Diabete di tipo 2. Ok dall’Ema per lixisenatide. Ora atteso il parere della Commissione UE

Diabete di tipo 2. Ok dall’Ema per lixisenatide. Ora atteso il parere della Commissione UE

Diabete di tipo 2. Ok dall’Ema per lixisenatide. Ora atteso il parere della Commissione UE
Il farmaco è un analogo del GLP-1. Il Comitato per i Medicinali per Uso Umano ha raccomandato l’uso di questa sostanza in pazienti adulti, in combinazione con farmaci ipoglicemizzanti orali e/o insulina basale, nel caso in farmaci, dieta ed esercizio fisico, non offrano un adeguato controllo glicemico.

Arriva un parere positivo dal Comitato per i Medicinali per Uso Umano (CHMP) dell’Agenzia Europea per i Medicinali (EMA) per lixisenatide in monosomministrazione giornaliera, per il trattamento di soggetti con diabete mellito di tipo 2. L’ente europeo ha infatti raccomandato l’approvazione del farmaco, usato su pazienti adulti per raggiungere il controllo glicemico, in combinazione con farmaci ipoglicemizzanti orali e/o insulina basale, nel caso in cui tali farmaci, uniti a dieta ed esercizio fisico, non offrano un adeguato controllo glicemico. Il parere positivo del CHMP verrà ora inoltrato alla Commissione Europea (CE), che ha l’autorità di approvare i farmaci per l’Unione Europea: in caso a questo primo ok arrivi anche quello della Commissione Europea, che è tipicamente rilasciata due/tre mesi dopo il parere favorevole, lixisenatide potrà entrare in commercio nel continente.
 
Il farmaco appartiene alla classe degli analoghi del GLP-1, un peptide simile al glucagone presente in natura che viene rilasciato entro pochi minuti dal consumo di un pasto.
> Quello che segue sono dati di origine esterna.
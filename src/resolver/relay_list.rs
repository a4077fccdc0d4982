//! Relay currency list source

use super::{Lookup, ResolvedToken, ResolverStrategy, TokenSource};
use crate::tokens::is_valid_address;
use async_trait::async_trait;
use reqwest::Client;
use serde::Deserialize;
use serde_json::Value;

/// Default decimals when the list omits them
const DEFAULT_DECIMALS: u8 = 18;

/// Currency entry as returned by Relay
#[derive(Debug, Clone, Deserialize)]
#[serde(rename_all = "camelCase")]
pub struct RelayCurrency {
    pub symbol: Option<String>,
    pub address: Option<String>,
    pub chain_id: Option<u64>,
    pub decimals: Option<u8>,
    pub name: Option<String>,
}

/// Looks tickers up in Relay's supported-currency list for one chain
pub struct RelayTokenList {
    client: Client,
    base_url: String,
    chain_id: u64,
}

impl RelayTokenList {
    pub fn new(client: Client, base_url: &str, chain_id: u64) -> Self {
        Self {
            client,
            base_url: base_url.trim_end_matches('/').to_string(),
            chain_id,
        }
    }

    async fn fetch(&self) -> Result<Value, String> {
        let url = format!("{}/currencies/v1", self.base_url);
        let response = self
            .client
            .get(&url)
            .query(&[("chainId", self.chain_id)])
            .send()
            .await
            .map_err(|e| e.to_string())?;

        if !response.status().is_success() {
            return Err(format!("API returned {}", response.status().as_u16()));
        }

        response
            .json::<Value>()
            .await
            .map_err(|e| format!("Failed to parse response: {}", e))
    }
}

/// Flatten the list payload into entries.
///
/// Relay has served a bare array, `{ "currencies": [...] }`, and grouped
/// arrays of arrays; all three are accepted.
fn currency_entries(payload: Value) -> Result<Vec<Value>, String> {
    let list = match payload {
        Value::Array(items) => items,
        Value::Object(mut map) => match map.remove("currencies") {
            Some(Value::Array(items)) => items,
            Some(_) => return Err("`currencies` is not an array".to_string()),
            None => Vec::new(),
        },
        other => return Err(format!("Unexpected payload: {}", type_name(&other))),
    };

    Ok(list
        .into_iter()
        .flat_map(|item| match item {
            Value::Array(group) => group,
            single => vec![single],
        })
        .collect())
}

fn type_name(value: &Value) -> &'static str {
    match value {
        Value::Null => "null",
        Value::Bool(_) => "bool",
        Value::Number(_) => "number",
        Value::String(_) => "string",
        Value::Array(_) => "array",
        Value::Object(_) => "object",
    }
}

/// Find the first entry matching `ticker` on `chain_id`
pub(crate) fn find_currency(
    payload: Value,
    ticker: &str,
    chain_id: u64,
) -> Result<Option<ResolvedToken>, String> {
    let found = currency_entries(payload)?
        .into_iter()
        .filter_map(|entry| serde_json::from_value::<RelayCurrency>(entry).ok())
        .find_map(|currency| {
            let symbol_matches = currency
                .symbol
                .as_deref()
                .is_some_and(|s| s.eq_ignore_ascii_case(ticker));
            if !symbol_matches || currency.chain_id != Some(chain_id) {
                return None;
            }

            let address = currency.address.as_deref()?;
            if !is_valid_address(address) {
                return None;
            }

            Some(ResolvedToken {
                address: address.to_lowercase(),
                chain_id,
                symbol: currency.symbol.unwrap_or_else(|| ticker.to_string()),
                decimals: currency.decimals.unwrap_or(DEFAULT_DECIMALS),
                name: currency.name,
                source: TokenSource::PrimaryList,
            })
        });

    Ok(found)
}

#[async_trait]
impl ResolverStrategy for RelayTokenList {
    fn name(&self) -> &'static str {
        "relay"
    }

    async fn lookup(&self, ticker: &str) -> Lookup {
        let payload = match self.fetch().await {
            Ok(payload) => payload,
            Err(e) => return Lookup::SourceError(e),
        };

        match find_currency(payload, ticker, self.chain_id) {
            Ok(Some(token)) => Lookup::Found(token),
            Ok(None) => Lookup::NotFound,
            Err(e) => Lookup::SourceError(e),
        }
    }
}

#[cfg(test)]
mod tests {
    use super::*;
    use crate::test_http::TestServer;
    use serde_json::json;

    const SERV: &str = "0x40E3d1A4B2C13B0CE6c3Cd1fd5F4D2fE1e4FC9B1";

    #[test]
    fn test_finds_case_insensitive_symbol_on_chain() {
        let payload = json!([
            { "symbol": "serv", "address": SERV, "chainId": 1, "decimals": 18 },
            { "symbol": "Serv", "address": SERV, "chainId": 8453, "name": "OpenServ" }
        ]);

        let token = find_currency(payload, "SERV", 8453).unwrap().unwrap();
        assert_eq!(token.address, SERV.to_lowercase());
        assert_eq!(token.symbol, "Serv");
        assert_eq!(token.decimals, 18);
        assert_eq!(token.name.as_deref(), Some("OpenServ"));
        assert_eq!(token.source, TokenSource::PrimaryList);
    }

    #[test]
    fn test_wrapped_and_grouped_payloads() {
        let wrapped = json!({ "currencies": [
            { "symbol": "USDC", "address": crate::tokens::addresses::USDC_BASE, "chainId": 8453, "decimals": 6 }
        ]});
        let token = find_currency(wrapped, "USDC", 8453).unwrap().unwrap();
        assert_eq!(token.decimals, 6);

        let grouped = json!([[
            { "symbol": "USDC", "address": crate::tokens::addresses::USDC_BASE, "chainId": 8453, "decimals": 6 }
        ]]);
        assert!(find_currency(grouped, "usdc", 8453).unwrap().is_some());
    }

    #[test]
    fn test_no_match_and_invalid_entries() {
        let payload = json!([
            { "symbol": "DEGEN", "address": "not-an-address", "chainId": 8453 },
            { "symbol": "DEGEN", "chainId": 8453 },
            "garbage"
        ]);
        assert!(find_currency(payload, "DEGEN", 8453).unwrap().is_none());
        assert!(find_currency(json!({}), "DEGEN", 8453).unwrap().is_none());
    }

    #[test]
    fn test_malformed_payload_is_error() {
        assert!(find_currency(json!("nope"), "X", 8453).is_err());
        assert!(find_currency(json!({ "currencies": 5 }), "X", 8453).is_err());
    }

    #[tokio::test]
    async fn test_unreachable_service_is_source_error() {
        let source = RelayTokenList::new(Client::new(), "http://127.0.0.1:1", 8453);
        assert!(matches!(source.lookup("SERV").await, Lookup::SourceError(_)));
    }

    #[tokio::test]
    async fn test_list_over_http() {
        let body = json!({ "currencies": [
            { "symbol": "SERV", "address": SERV, "chainId": 8453, "decimals": 18 }
        ]})
        .to_string();
        let server = TestServer::spawn(&[("/currencies/v1", 200, body.as_str())]).await;
        let source = RelayTokenList::new(Client::new(), &server.base_url, 8453);

        match source.lookup("SERV").await {
            Lookup::Found(token) => assert_eq!(token.address, SERV.to_lowercase()),
            other => panic!("unexpected lookup: {other:?}"),
        }
        assert_eq!(server.requests()[0].target(), "/currencies/v1?chainId=8453");
    }

    #[tokio::test]
    async fn test_server_error_is_source_error() {
        let server = TestServer::spawn(&[("/currencies/v1", 500, "{}")]).await;
        let source = RelayTokenList::new(Client::new(), &server.base_url, 8453);

        match source.lookup("SERV").await {
            Lookup::SourceError(reason) => assert_eq!(reason, "API returned 500"),
            other => panic!("unexpected lookup: {other:?}"),
        }
    }
}
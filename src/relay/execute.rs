//! Broadcasts the transaction steps of a quote

use super::parse_quantity;
use super::quote::{Quote, StepItem, StepKind};
use crate::wallet::{PreparedTransaction, TransactionSigner};
use crate::{Error, Result};
use alloy::primitives::{Address, Bytes, U256};
use serde::Deserialize;
use serde_json::Value;
use std::str::FromStr;

#[derive(Debug, Deserialize)]
#[serde(rename_all = "camelCase")]
struct TransactionData {
    to: String,
    #[serde(default)]
    data: Option<String>,
    #[serde(default)]
    value: Option<Value>,
    chain_id: u64,
    #[serde(default)]
    gas: Option<Value>,
    #[serde(default)]
    max_fee_per_gas: Option<Value>,
    #[serde(default)]
    max_priority_fee_per_gas: Option<Value>,
}

fn optional_quantity<T: TryFrom<U256>>(field: &str, value: Option<&Value>) -> Result<Option<T>> {
    match value {
        None | Some(Value::Null) => Ok(None),
        Some(v) => parse_quantity(v)
            .and_then(|q| T::try_from(q).ok())
            .map(Some)
            .ok_or_else(|| Error::UnsupportedRoute(format!("Malformed {} in step data", field))),
    }
}

fn prepare(item: &StepItem) -> Result<PreparedTransaction> {
    let data = item
        .data
        .clone()
        .ok_or_else(|| Error::UnsupportedRoute("Transaction item has no data".to_string()))?;
    let data: TransactionData = serde_json::from_value(data)
        .map_err(|e| Error::UnsupportedRoute(format!("Malformed transaction data: {}", e)))?;

    let to = Address::from_str(&data.to)
        .map_err(|_| Error::UnsupportedRoute(format!("Malformed target address: {}", data.to)))?;

    let input = match data.data.as_deref() {
        None | Some("") | Some("0x") => Bytes::new(),
        Some(hex) => Bytes::from_str(hex)
            .map_err(|_| Error::UnsupportedRoute("Malformed calldata".to_string()))?,
    };

    let value = match data.value.as_ref() {
        None | Some(Value::Null) => U256::ZERO,
        Some(v) => parse_quantity(v)
            .ok_or_else(|| Error::UnsupportedRoute("Malformed value in step data".to_string()))?,
    };

    Ok(PreparedTransaction {
        to,
        data: input,
        value,
        gas_limit: optional_quantity("gas", data.gas.as_ref())?,
        max_fee_per_gas: optional_quantity("maxFeePerGas", data.max_fee_per_gas.as_ref())?,
        max_priority_fee_per_gas: optional_quantity(
            "maxPriorityFeePerGas",
            data.max_priority_fee_per_gas.as_ref(),
        )?,
        chain_id: data.chain_id,
    })
}

/// Runs a quote's transaction steps in order.
///
/// The whole route is checked before anything is broadcast, so a route the
/// executor cannot finish fails without spending gas. Broadcasts are never
/// retried.
#[derive(Debug, Clone)]
pub struct SwapExecutor {
    chain_id: u64,
}

impl SwapExecutor {
    /// Executor for routes that stay on `chain_id`
    pub fn new(chain_id: u64) -> Self {
        Self { chain_id }
    }

    /// Turn every pending item into a transaction, in step order
    pub fn plan(&self, quote: &Quote) -> Result<Vec<(String, PreparedTransaction)>> {
        let mut plan = Vec::new();

        for step in quote.steps() {
            let pending: Vec<&StepItem> =
                step.items.iter().filter(|item| !item.is_complete()).collect();
            if pending.is_empty() {
                continue;
            }

            match step.kind {
                StepKind::Transaction => {
                    for item in pending {
                        let tx = prepare(item)?;
                        if tx.chain_id != self.chain_id {
                            return Err(Error::UnsupportedRoute(format!(
                                "Step \"{}\" targets chain {}, expected {}",
                                step.id, tx.chain_id, self.chain_id
                            )));
                        }
                        plan.push((step.id.clone(), tx));
                    }
                }
                StepKind::Signature => {
                    return Err(Error::UnsupportedRoute(format!(
                        "Step \"{}\" requires an off-chain signature",
                        step.id
                    )));
                }
                StepKind::Other => {
                    return Err(Error::UnsupportedRoute(format!(
                        "Step \"{}\" has an unsupported kind",
                        step.id
                    )));
                }
            }
        }

        if plan.is_empty() {
            return Err(Error::UnsupportedRoute(
                "Quote contains no transactions to execute".to_string(),
            ));
        }
        Ok(plan)
    }

    /// Broadcast the route and return the hash of the final transaction
    pub async fn execute(&self, quote: &Quote, signer: &dyn TransactionSigner) -> Result<String> {
        let plan = self.plan(quote)?;
        let total = plan.len();
        let mut sent: Vec<String> = Vec::with_capacity(total);

        for (index, (step_id, tx)) in plan.into_iter().enumerate() {
            tracing::info!(
                step = %step_id,
                index = index + 1,
                total,
                to = %tx.to,
                "Executing step"
            );

            match signer.send_transaction(tx).await {
                Ok(hash) => sent.push(hash),
                Err(e) if sent.is_empty() => return Err(e),
                Err(e) => {
                    return Err(Error::Execution(format!(
                        "{} (already broadcast: {})",
                        e,
                        sent.join(", ")
                    )))
                }
            }
        }

        sent.pop()
            .ok_or_else(|| Error::Execution("No transaction was broadcast".to_string()))
    }
}

#[cfg(test)]
mod tests {
    use super::*;
    use async_trait::async_trait;
    use serde_json::json;
    use std::sync::Mutex;

    const ROUTER: &str = "0xa5f565650890fba1824ee0f21ebbbf660a179934";

    /// Records broadcasts; fails the call at `fail_at` (0-based) if set
    #[derive(Default)]
    struct RecordingSigner {
        sent: Mutex<Vec<PreparedTransaction>>,
        fail_at: Option<usize>,
    }

    #[async_trait]
    impl TransactionSigner for RecordingSigner {
        fn address(&self) -> Address {
            Address::ZERO
        }

        async fn send_transaction(&self, tx: PreparedTransaction) -> Result<String> {
            let mut sent = self.sent.lock().unwrap();
            if self.fail_at == Some(sent.len()) {
                return Err(Error::Execution("reverted".to_string()));
            }
            sent.push(tx);
            Ok(format!("0x{:064x}", sent.len()))
        }
    }

    fn tx_item(status: &str, value: &str) -> Value {
        json!({
            "status": status,
            "data": {
                "from": "0xf39fd6e51aad88f6f4ce6ab8827279cfffb92266",
                "to": ROUTER,
                "data": "0xdeadbeef",
                "value": value,
                "chainId": 8453,
                "gas": "210000",
                "maxFeePerGas": "0x3b9aca00",
                "maxPriorityFeePerGas": 1000000
            }
        })
    }

    fn quote(steps: Value) -> Quote {
        Quote::from_payload(json!({ "steps": steps })).unwrap()
    }

    #[test]
    fn test_prepare_parses_quantities() {
        let q = quote(json!([{ "id": "swap", "kind": "transaction", "items": [tx_item("incomplete", "100")] }]));
        let plan = SwapExecutor::new(8453).plan(&q).unwrap();
        let (_, tx) = &plan[0];

        assert_eq!(tx.to, Address::from_str(ROUTER).unwrap());
        assert_eq!(tx.data.to_vec(), vec![0xde, 0xad, 0xbe, 0xef]);
        assert_eq!(tx.value, U256::from(100));
        assert_eq!(tx.gas_limit, Some(210_000));
        assert_eq!(tx.max_fee_per_gas, Some(1_000_000_000));
        assert_eq!(tx.max_priority_fee_per_gas, Some(1_000_000));
        assert_eq!(tx.chain_id, 8453);
    }

    #[tokio::test]
    async fn test_executes_steps_in_order_and_returns_last_hash() {
        let q = quote(json!([
            { "id": "approve", "kind": "transaction", "items": [tx_item("incomplete", "0")] },
            { "id": "swap", "kind": "transaction", "items": [tx_item("incomplete", "5")] }
        ]));
        let signer = RecordingSigner::default();

        let hash = SwapExecutor::new(8453).execute(&q, &signer).await.unwrap();

        assert_eq!(hash, format!("0x{:064x}", 2));
        let sent = signer.sent.lock().unwrap();
        assert_eq!(sent.len(), 2);
        assert_eq!(sent[0].value, U256::ZERO);
        assert_eq!(sent[1].value, U256::from(5));
    }

    #[tokio::test]
    async fn test_complete_items_are_skipped() {
        let q = quote(json!([
            { "id": "approve", "kind": "transaction", "items": [tx_item("complete", "0")] },
            { "id": "swap", "kind": "transaction", "items": [tx_item("incomplete", "7")] }
        ]));
        let signer = RecordingSigner::default();

        SwapExecutor::new(8453).execute(&q, &signer).await.unwrap();
        let sent = signer.sent.lock().unwrap();
        assert_eq!(sent.len(), 1);
        assert_eq!(sent[0].value, U256::from(7));
    }

    #[tokio::test]
    async fn test_signature_step_fails_before_broadcast() {
        let q = quote(json!([
            { "id": "swap", "kind": "transaction", "items": [tx_item("incomplete", "1")] },
            { "id": "authorize", "kind": "signature", "items": [{ "status": "incomplete", "data": {} }] }
        ]));
        let signer = RecordingSigner::default();

        let err = SwapExecutor::new(8453).execute(&q, &signer).await.unwrap_err();
        assert!(matches!(err, Error::UnsupportedRoute(_)));
        assert!(signer.sent.lock().unwrap().is_empty());
    }

    #[tokio::test]
    async fn test_empty_route_is_unsupported() {
        let signer = RecordingSigner::default();
        let err = SwapExecutor::new(8453)
            .execute(&quote(json!([])), &signer)
            .await
            .unwrap_err();
        assert!(matches!(err, Error::UnsupportedRoute(_)));
    }

    #[tokio::test]
    async fn test_malformed_item_fails_before_broadcast() {
        let q = quote(json!([
            { "id": "approve", "kind": "transaction", "items": [tx_item("incomplete", "0")] },
            { "id": "swap", "kind": "transaction", "items": [{ "status": "incomplete", "data": { "to": "nope", "chainId": 8453 } }] }
        ]));
        let signer = RecordingSigner::default();

        assert!(SwapExecutor::new(8453).execute(&q, &signer).await.is_err());
        assert!(signer.sent.lock().unwrap().is_empty());
    }

    #[tokio::test]
    async fn test_foreign_chain_item_fails_before_broadcast() {
        let mut foreign = tx_item("incomplete", "5");
        foreign["data"]["chainId"] = json!(1);
        let q = quote(json!([
            { "id": "approve", "kind": "transaction", "items": [tx_item("incomplete", "0")] },
            { "id": "swap", "kind": "transaction", "items": [foreign] }
        ]));
        let signer = RecordingSigner::default();

        let err = SwapExecutor::new(8453).execute(&q, &signer).await.unwrap_err();
        assert!(matches!(err, Error::UnsupportedRoute(_)));
        assert!(err.to_string().contains("chain 1"));
        assert!(signer.sent.lock().unwrap().is_empty());
    }

    #[tokio::test]
    async fn test_failure_after_broadcast_reports_sent_hashes() {
        let q = quote(json!([
            { "id": "approve", "kind": "transaction", "items": [tx_item("incomplete", "0")] },
            { "id": "swap", "kind": "transaction", "items": [tx_item("incomplete", "5")] }
        ]));
        let signer = RecordingSigner {
            fail_at: Some(1),
            ..Default::default()
        };

        let err = SwapExecutor::new(8453).execute(&q, &signer).await.unwrap_err();
        assert!(err.to_string().contains(&format!("0x{:064x}", 1)));
        // no retry
        assert_eq!(signer.sent.lock().unwrap().len(), 1);
    }
}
Questa molecola ha la funzione di inibire la secrezione di glucagone dalle cellule alfa pancreatiche e stimolare la secrezione di insulina da parte delle cellule beta del pancreas.
Il parere favorevole del CHMP è basato sui risultati positivi dello studio clinico di fase III GetGoal, che ha esaminato il profilo di efficacia, sicurezza e tollerabilità di lixisenatide. Nel programma GetGoal, il farmaco in monosomministrazione giornaliera ha ridotto in modo significativo l’HbA1c – emoglobina glicata – in pazienti con diabete di tipo 2 (endpoint primario), ha mostrato un significativo decremento  della glicemia post-prandiale e un effetto benefico sul peso corporeo. Lo studio GetGoal ha inoltre dimostrato che lixisenatide è stato complessivamente ben tollerato, con  solo lievi e transitori eventi avversi (principalmente nausea e vomito) e un limitato rischio di ipoglicemia. Il programma internazionale GetGoal comprendeva 11 sperimentazioni cliniche che hanno coinvolto più di 5.000 persone con diabete di tipo 2, con un ampio numero di pazienti studiati per valutare l’agonista del recettore del GLP-1 in combinazione con insulina basale (706 pazienti in tre sperimentazioni).
“Il parere favorevole del CHMP per lixisenatide segnauna tappa significativa nello sviluppo di questo farmaco e ci consente di fare un passo avanti nel venire incontro alle esigenze di più pazienti, espandendo il portafoglio prodotti dell’area diabete di Sanofi”, ha detto  Pierre Chancel, Senior Vice President della Divisione Diabete del Gruppo Sanofi. “Questa raccomandazione conferma il nostro credo che lixisenatide un agonista del recettore del GLP-1 in monosomministrazione giornaliera con un marcato effetto di riduzione della glicemia  post-prandiale sia un farmaco promettente che può essere combinato con altri trattamenti come l’insulina basale per aiutare le persone con diabete di tipo 2 a raggiungere livelli target di HbA1c. Attendiamo quindi con ansia la decisione della Commissione Europea”.
 
Oltre all’Unione europea, lixisenatide è stato sottoposto all’approvazione regolatoria in 11 Paesi. La presentazione della richiesta di approvazione di nuovo farmaco all’FDA (Food and Drug Administration) statunitense è pianificata per dicembre 2012.